[Stored data]
[Start of Attachment]

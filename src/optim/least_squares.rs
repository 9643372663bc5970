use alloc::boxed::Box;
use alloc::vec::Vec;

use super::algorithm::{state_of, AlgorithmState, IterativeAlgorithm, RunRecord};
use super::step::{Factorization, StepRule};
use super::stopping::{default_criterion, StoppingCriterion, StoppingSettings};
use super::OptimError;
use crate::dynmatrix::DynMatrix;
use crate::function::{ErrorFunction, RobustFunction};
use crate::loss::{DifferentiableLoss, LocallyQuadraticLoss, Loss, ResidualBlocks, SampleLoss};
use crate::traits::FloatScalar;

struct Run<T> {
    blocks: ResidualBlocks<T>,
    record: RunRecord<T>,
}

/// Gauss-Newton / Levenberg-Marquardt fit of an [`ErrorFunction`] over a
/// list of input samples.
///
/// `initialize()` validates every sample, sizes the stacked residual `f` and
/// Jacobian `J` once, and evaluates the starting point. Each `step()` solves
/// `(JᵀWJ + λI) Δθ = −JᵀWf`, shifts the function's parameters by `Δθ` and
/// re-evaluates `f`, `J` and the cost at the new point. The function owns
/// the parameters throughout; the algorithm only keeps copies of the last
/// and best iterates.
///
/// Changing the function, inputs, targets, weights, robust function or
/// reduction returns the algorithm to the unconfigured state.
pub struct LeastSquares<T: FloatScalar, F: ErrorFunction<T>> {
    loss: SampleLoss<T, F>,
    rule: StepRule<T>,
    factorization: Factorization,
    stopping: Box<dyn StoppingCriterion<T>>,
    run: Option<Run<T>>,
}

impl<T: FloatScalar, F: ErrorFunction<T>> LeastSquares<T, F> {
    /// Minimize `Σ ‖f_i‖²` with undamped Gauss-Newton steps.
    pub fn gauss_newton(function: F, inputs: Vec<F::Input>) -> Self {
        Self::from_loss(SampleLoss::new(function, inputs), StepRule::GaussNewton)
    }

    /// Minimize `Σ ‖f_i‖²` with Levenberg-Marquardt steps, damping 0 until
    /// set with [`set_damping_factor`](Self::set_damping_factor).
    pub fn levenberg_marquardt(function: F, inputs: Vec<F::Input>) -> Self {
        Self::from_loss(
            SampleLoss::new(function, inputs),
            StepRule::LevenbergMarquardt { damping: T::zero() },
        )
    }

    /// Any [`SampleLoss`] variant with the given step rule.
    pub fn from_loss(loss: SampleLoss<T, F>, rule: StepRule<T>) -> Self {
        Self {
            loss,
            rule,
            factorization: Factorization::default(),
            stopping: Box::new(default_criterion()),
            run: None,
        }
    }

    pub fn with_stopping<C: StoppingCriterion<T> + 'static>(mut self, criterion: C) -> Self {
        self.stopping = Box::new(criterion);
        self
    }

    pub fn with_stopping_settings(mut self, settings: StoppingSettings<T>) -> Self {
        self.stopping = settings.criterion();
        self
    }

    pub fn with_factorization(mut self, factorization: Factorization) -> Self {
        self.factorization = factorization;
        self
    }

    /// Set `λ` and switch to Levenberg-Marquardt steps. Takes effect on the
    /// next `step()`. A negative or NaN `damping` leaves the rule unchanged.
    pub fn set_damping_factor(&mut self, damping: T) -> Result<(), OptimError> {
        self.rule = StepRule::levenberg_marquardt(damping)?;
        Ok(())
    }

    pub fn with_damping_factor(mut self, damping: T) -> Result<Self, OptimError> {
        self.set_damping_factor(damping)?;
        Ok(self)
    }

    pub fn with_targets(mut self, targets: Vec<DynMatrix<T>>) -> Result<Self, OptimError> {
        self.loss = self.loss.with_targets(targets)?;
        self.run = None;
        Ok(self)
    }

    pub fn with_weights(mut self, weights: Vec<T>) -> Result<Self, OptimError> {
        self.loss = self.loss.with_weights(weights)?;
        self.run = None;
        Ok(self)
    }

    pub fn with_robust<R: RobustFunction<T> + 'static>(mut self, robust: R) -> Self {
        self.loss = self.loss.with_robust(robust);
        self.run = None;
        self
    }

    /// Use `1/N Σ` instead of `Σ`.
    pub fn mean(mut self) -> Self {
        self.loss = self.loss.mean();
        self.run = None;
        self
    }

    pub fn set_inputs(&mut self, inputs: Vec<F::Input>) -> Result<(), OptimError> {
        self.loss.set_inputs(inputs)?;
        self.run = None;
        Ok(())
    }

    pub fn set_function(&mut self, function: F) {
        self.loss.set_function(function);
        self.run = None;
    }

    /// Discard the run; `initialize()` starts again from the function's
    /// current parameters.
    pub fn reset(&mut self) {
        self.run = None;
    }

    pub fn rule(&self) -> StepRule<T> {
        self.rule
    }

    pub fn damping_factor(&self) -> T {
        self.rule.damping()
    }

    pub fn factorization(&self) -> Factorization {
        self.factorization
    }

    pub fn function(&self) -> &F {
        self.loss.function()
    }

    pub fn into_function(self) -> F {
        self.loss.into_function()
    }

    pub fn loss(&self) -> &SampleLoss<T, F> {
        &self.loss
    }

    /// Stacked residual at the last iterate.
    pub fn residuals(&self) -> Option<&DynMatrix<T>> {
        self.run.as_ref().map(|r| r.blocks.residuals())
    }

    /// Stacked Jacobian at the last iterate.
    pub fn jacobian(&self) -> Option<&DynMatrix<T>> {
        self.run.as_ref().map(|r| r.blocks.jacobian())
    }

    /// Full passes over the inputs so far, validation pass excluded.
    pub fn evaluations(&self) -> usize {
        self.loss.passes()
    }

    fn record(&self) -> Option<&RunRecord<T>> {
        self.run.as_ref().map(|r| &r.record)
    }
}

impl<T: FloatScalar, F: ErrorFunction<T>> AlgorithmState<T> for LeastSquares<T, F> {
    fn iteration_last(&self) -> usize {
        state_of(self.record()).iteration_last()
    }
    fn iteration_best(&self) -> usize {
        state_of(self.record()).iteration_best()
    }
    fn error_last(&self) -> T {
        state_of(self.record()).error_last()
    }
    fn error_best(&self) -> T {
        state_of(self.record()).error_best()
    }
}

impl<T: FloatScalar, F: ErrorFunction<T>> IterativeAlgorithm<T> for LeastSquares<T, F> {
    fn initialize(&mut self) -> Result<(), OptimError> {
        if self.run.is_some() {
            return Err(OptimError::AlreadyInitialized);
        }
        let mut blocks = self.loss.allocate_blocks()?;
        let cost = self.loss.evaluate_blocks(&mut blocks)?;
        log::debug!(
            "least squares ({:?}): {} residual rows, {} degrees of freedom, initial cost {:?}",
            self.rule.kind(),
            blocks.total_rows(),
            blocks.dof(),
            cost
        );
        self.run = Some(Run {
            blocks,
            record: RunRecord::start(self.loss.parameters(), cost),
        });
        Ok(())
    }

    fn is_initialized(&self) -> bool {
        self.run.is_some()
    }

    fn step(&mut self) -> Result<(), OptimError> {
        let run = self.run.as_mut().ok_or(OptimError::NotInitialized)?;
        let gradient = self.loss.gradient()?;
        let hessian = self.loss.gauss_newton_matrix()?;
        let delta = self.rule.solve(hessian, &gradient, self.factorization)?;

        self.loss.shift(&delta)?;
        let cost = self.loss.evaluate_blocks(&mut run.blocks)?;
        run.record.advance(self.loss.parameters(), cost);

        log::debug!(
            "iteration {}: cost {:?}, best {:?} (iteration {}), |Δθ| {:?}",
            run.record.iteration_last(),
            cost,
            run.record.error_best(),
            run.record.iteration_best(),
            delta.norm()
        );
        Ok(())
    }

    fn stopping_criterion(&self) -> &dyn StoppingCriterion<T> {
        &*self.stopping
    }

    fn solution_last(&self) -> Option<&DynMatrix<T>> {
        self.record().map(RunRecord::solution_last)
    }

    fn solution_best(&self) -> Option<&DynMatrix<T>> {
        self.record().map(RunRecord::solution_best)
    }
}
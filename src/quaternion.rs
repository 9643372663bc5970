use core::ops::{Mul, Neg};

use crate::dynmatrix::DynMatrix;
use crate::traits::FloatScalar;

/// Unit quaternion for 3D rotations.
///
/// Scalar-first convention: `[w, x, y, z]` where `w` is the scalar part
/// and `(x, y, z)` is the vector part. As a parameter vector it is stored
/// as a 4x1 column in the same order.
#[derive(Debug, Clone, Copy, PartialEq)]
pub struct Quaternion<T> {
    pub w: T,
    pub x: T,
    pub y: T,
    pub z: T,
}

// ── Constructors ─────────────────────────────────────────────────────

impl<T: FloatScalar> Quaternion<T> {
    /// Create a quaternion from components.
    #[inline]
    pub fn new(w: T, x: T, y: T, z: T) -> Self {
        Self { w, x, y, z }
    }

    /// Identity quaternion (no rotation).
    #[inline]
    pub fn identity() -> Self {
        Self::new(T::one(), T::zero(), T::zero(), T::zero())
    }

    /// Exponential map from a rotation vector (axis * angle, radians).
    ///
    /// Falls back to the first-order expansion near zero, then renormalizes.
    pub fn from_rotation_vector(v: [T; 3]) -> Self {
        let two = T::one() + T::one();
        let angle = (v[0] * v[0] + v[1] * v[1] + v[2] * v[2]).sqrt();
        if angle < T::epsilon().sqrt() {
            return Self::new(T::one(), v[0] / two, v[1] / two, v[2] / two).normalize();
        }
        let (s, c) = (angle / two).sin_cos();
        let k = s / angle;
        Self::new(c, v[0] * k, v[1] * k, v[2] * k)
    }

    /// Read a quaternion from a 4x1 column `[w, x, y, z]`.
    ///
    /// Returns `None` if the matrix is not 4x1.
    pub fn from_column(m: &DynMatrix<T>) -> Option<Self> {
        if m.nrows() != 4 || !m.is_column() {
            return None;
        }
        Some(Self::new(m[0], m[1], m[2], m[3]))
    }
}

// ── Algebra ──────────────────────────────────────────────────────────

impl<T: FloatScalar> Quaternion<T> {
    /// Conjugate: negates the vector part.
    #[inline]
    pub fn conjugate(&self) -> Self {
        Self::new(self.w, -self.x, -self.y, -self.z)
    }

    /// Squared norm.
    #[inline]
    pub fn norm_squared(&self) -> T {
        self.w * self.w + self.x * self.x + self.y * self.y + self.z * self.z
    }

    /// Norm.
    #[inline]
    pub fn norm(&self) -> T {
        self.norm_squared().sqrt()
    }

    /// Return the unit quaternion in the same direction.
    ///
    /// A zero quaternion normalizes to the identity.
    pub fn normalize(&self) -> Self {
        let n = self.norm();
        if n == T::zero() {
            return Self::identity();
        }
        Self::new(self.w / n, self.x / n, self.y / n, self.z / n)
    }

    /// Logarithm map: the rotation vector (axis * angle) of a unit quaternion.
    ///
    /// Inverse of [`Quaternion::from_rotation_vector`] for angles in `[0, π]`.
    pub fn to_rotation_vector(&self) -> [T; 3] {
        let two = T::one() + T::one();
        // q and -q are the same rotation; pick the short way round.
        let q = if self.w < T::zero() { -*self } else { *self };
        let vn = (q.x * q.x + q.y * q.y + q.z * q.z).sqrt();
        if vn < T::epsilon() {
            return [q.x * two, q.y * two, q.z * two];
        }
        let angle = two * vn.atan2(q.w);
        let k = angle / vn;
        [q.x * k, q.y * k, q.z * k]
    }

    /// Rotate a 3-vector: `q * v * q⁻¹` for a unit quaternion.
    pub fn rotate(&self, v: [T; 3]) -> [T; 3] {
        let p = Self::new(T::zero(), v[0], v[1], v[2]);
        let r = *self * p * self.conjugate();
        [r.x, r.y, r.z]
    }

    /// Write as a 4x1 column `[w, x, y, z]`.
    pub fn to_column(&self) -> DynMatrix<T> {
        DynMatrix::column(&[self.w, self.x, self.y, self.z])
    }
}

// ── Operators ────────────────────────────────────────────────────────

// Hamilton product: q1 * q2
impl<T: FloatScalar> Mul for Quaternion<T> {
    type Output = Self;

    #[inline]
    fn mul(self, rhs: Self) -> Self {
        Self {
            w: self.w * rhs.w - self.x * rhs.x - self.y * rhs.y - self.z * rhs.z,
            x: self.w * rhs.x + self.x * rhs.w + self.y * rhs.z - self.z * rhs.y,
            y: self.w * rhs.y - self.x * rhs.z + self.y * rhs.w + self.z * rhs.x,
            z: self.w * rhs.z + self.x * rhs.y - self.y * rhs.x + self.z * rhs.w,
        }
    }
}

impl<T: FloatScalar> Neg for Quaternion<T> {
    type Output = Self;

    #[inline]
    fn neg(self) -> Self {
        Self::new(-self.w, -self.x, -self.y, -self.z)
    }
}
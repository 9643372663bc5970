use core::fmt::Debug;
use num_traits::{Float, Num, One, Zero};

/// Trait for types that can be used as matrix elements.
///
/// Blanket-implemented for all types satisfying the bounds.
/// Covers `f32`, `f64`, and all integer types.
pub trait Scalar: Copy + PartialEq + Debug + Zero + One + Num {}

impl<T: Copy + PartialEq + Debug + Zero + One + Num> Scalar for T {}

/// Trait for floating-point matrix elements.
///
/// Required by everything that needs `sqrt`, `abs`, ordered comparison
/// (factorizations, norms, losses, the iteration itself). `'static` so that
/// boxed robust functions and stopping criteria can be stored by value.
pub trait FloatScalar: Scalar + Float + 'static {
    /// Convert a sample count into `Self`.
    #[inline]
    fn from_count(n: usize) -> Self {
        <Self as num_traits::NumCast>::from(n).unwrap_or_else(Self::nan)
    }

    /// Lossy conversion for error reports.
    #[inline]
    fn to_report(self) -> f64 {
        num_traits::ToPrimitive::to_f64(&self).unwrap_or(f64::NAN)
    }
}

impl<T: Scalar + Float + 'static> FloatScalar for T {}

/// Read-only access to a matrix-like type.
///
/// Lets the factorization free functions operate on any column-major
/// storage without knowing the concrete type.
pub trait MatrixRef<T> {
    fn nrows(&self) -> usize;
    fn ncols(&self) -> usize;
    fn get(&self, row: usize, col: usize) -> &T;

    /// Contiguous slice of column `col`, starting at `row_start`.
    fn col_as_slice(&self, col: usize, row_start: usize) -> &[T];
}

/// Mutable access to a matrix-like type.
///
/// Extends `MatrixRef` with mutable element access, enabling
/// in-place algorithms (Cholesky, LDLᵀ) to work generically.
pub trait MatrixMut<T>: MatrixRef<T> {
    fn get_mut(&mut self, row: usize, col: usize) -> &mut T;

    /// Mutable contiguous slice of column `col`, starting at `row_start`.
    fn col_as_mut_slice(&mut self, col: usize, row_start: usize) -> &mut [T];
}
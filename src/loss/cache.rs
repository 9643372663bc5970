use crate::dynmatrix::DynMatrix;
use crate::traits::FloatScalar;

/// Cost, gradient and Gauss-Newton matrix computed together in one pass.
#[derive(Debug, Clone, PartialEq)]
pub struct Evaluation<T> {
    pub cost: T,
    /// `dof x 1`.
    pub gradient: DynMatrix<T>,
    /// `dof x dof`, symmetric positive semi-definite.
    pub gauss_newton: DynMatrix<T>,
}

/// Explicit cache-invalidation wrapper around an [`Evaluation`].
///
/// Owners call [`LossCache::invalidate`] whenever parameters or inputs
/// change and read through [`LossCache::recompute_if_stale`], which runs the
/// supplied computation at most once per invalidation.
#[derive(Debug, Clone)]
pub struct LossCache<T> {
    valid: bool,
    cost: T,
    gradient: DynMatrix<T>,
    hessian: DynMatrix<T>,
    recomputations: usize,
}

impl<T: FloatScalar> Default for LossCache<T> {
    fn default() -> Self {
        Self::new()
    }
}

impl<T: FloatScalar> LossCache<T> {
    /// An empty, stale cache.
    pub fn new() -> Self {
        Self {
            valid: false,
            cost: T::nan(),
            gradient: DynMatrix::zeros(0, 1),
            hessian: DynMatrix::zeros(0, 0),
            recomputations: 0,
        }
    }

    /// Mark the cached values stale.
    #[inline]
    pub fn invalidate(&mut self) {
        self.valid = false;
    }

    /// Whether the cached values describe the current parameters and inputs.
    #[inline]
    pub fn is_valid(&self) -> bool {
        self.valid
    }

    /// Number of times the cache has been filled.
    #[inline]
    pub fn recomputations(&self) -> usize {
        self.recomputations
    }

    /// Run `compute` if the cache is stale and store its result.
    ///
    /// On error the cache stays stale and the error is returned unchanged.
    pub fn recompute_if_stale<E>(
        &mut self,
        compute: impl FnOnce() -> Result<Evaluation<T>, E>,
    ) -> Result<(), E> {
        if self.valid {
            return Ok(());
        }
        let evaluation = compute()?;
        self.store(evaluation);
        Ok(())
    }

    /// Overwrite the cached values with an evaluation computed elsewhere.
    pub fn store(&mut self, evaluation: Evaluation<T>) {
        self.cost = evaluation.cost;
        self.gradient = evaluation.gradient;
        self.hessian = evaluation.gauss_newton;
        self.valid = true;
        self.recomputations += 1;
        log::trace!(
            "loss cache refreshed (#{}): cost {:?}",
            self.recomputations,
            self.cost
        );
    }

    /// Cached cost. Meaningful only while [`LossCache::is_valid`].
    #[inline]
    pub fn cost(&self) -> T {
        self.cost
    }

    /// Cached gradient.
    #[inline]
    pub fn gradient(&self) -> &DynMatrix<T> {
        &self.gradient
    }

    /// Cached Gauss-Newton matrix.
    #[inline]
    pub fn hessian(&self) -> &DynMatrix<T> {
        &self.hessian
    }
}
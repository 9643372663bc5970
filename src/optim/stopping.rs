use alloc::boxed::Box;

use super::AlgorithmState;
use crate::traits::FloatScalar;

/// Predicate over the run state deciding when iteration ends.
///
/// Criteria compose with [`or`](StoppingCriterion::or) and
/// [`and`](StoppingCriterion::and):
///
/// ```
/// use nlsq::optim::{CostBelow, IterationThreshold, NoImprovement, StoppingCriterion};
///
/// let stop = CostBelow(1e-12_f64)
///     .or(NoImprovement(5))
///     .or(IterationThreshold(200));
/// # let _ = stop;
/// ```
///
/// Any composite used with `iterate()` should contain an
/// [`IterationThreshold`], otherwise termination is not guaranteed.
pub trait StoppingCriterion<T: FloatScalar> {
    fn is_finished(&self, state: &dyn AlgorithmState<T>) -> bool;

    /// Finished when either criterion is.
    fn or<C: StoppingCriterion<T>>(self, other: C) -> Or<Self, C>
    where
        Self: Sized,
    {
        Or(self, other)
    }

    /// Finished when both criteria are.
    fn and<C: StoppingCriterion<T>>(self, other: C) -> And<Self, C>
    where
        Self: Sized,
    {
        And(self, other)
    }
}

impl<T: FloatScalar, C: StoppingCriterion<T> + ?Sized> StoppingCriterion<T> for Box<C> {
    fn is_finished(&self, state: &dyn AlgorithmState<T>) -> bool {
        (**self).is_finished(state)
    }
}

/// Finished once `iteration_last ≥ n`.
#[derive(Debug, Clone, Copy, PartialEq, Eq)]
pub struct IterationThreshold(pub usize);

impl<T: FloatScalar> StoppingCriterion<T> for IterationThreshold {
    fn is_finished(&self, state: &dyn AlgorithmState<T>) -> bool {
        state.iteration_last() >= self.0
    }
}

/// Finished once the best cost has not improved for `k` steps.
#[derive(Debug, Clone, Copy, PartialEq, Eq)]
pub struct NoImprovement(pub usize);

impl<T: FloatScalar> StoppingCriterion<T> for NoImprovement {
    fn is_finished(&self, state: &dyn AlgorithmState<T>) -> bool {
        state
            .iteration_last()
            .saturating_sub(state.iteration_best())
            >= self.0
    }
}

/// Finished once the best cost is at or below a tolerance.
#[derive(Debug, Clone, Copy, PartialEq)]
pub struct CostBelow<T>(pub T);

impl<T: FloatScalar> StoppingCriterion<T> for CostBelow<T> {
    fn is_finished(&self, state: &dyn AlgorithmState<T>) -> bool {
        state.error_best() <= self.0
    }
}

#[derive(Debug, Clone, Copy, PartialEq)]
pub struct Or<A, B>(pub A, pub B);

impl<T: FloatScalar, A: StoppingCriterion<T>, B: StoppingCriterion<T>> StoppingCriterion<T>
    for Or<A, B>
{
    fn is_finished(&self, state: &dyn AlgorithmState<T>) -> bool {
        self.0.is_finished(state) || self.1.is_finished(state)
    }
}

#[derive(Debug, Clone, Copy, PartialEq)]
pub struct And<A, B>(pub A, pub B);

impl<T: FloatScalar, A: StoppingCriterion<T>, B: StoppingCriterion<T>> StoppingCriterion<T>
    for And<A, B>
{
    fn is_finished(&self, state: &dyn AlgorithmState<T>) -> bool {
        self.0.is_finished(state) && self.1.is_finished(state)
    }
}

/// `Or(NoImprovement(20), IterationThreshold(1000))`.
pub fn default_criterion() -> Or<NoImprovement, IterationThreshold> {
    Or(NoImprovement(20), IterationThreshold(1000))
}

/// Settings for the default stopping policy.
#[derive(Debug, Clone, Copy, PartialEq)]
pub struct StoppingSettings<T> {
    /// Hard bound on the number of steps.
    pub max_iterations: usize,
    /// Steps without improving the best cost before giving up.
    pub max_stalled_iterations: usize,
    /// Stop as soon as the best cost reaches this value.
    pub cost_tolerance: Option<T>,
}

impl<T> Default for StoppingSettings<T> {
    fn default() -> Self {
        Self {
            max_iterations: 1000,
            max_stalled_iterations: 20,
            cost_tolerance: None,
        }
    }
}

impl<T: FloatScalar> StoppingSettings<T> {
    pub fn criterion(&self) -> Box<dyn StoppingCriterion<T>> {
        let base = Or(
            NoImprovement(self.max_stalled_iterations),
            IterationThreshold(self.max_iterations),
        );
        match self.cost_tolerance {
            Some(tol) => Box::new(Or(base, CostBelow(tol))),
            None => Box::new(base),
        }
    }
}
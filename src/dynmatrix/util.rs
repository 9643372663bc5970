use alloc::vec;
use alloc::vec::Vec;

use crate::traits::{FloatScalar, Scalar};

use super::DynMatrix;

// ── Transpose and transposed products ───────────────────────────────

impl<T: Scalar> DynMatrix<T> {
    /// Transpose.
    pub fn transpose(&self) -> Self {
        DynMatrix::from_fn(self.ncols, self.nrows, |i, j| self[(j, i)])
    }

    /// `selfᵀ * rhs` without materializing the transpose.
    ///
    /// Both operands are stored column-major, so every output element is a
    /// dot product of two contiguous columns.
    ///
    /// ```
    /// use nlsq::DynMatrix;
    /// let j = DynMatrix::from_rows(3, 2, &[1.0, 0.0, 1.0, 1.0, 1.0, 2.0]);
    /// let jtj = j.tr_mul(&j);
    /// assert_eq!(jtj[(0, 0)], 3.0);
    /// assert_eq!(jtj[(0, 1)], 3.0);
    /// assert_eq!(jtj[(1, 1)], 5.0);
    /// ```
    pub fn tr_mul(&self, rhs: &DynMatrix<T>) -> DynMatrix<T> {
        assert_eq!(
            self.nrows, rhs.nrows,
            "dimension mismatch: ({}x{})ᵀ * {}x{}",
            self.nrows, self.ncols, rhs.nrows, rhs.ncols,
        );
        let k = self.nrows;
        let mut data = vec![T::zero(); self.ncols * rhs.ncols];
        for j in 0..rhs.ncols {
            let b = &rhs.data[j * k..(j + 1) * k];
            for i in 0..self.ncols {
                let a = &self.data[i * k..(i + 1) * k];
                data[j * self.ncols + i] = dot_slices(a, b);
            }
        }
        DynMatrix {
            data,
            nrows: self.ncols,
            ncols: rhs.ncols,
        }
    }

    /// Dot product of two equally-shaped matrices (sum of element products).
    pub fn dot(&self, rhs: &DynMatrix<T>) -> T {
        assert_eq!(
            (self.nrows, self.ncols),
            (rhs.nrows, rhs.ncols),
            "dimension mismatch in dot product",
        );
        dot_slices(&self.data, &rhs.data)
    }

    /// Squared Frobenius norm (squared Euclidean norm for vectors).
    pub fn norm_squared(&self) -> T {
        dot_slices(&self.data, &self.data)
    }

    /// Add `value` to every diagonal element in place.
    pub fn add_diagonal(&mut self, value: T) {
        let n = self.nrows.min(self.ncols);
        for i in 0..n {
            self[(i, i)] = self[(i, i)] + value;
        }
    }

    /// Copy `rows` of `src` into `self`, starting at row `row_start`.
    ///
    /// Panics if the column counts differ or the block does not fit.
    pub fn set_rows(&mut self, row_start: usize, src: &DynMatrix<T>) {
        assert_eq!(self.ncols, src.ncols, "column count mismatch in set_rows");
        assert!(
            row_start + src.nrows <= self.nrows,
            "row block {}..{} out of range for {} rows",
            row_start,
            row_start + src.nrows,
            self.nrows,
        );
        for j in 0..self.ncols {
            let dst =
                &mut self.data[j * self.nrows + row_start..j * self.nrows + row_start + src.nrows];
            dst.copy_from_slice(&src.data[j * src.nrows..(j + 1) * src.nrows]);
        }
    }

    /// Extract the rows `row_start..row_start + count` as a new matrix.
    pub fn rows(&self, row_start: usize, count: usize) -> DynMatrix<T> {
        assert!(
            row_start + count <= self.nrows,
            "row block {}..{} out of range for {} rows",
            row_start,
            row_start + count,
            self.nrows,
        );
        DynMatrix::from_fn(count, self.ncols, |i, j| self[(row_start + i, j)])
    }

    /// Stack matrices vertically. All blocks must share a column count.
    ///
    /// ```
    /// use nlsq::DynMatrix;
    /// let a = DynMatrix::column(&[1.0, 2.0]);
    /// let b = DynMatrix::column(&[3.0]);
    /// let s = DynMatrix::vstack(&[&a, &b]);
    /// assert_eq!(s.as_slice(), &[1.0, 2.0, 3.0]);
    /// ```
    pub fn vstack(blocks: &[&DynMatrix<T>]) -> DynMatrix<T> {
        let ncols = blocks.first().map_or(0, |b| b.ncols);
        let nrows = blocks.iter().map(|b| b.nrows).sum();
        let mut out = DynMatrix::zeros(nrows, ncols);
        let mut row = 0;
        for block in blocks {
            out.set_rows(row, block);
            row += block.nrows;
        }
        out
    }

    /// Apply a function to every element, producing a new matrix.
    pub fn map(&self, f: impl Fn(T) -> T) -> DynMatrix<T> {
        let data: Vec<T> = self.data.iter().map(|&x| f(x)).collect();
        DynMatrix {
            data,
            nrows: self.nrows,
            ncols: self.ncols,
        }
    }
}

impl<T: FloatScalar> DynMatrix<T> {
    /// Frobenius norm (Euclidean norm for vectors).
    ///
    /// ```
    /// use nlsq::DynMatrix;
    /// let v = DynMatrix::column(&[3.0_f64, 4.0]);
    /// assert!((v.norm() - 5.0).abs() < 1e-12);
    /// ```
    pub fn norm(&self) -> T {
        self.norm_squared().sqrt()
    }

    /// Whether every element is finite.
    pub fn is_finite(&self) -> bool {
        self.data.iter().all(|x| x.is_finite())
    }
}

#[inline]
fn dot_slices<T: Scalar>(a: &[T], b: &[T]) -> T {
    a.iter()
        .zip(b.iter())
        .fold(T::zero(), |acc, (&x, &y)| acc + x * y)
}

[End of Attachment]

Please print exactly what appears from the first line of the data through the line with "Gauss-Newton / Levenberg-Marquardt", including both of those lines and nothing past them.

filename src/optim/least_squares.rs
repository 9643372663bc5970
use alloc::boxed::Box;
use alloc::vec::Vec;

use super::algorithm::{state_of, AlgorithmState, IterativeAlgorithm, RunRecord};
use super::step::{Factorization, StepRule};
use super::stopping::{default_criterion, StoppingCriterion, StoppingSettings};
use super::OptimError;
use crate::dynmatrix::DynMatrix;
use crate::function::{ErrorFunction, RobustFunction};
use crate::loss::{DifferentiableLoss, LocallyQuadraticLoss, Loss, ResidualBlocks, SampleLoss};
use crate::traits::FloatScalar;

struct Run<T> {
    blocks: ResidualBlocks<T>,
    record: RunRecord<T>,
}

/// Gauss-Newton / Levenberg-Marquardt fit of an [`ErrorFunction`] over a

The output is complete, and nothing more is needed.